» **About this exercise**: Where a line in the listing contains the string "self", copy that line out.

» **Recorded data**:

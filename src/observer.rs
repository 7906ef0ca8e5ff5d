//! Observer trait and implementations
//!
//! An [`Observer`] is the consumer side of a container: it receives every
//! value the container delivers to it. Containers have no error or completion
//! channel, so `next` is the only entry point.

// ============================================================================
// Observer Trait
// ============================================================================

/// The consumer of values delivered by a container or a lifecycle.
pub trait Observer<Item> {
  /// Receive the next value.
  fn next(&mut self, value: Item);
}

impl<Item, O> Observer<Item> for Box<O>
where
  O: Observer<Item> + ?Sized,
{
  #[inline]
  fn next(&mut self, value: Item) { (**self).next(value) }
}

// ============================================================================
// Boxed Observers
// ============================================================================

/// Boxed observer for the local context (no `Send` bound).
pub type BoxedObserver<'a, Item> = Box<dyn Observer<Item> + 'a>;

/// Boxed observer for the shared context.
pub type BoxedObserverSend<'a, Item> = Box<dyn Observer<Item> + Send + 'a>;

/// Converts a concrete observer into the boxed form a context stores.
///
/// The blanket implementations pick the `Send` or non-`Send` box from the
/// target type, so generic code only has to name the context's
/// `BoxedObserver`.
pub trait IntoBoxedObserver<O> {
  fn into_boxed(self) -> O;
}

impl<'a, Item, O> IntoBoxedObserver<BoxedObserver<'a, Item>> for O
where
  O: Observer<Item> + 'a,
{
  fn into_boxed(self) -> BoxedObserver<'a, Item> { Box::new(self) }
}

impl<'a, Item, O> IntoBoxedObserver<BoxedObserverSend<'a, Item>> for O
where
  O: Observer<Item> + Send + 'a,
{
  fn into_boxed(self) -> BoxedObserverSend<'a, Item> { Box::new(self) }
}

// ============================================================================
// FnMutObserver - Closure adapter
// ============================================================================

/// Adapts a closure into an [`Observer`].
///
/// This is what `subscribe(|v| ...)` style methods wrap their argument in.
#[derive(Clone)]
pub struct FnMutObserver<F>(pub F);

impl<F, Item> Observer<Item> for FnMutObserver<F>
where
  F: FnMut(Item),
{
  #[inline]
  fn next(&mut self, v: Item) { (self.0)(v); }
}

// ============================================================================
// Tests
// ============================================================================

» **Result for this task**:
  fn next(&mut self, value: Item);
  fn next(&mut self, value: Item) { (**self).next(value) }
  fn into_boxed(self) -> O;
  fn into_boxed(self) -> BoxedObserver<'a, Item> { Box::new(self) }
  fn into_boxed(self) -> BoxedObserverSend<'a, Item> { Box::new(self) }
  fn next(&mut self, v: Item) { (self.0)(v); }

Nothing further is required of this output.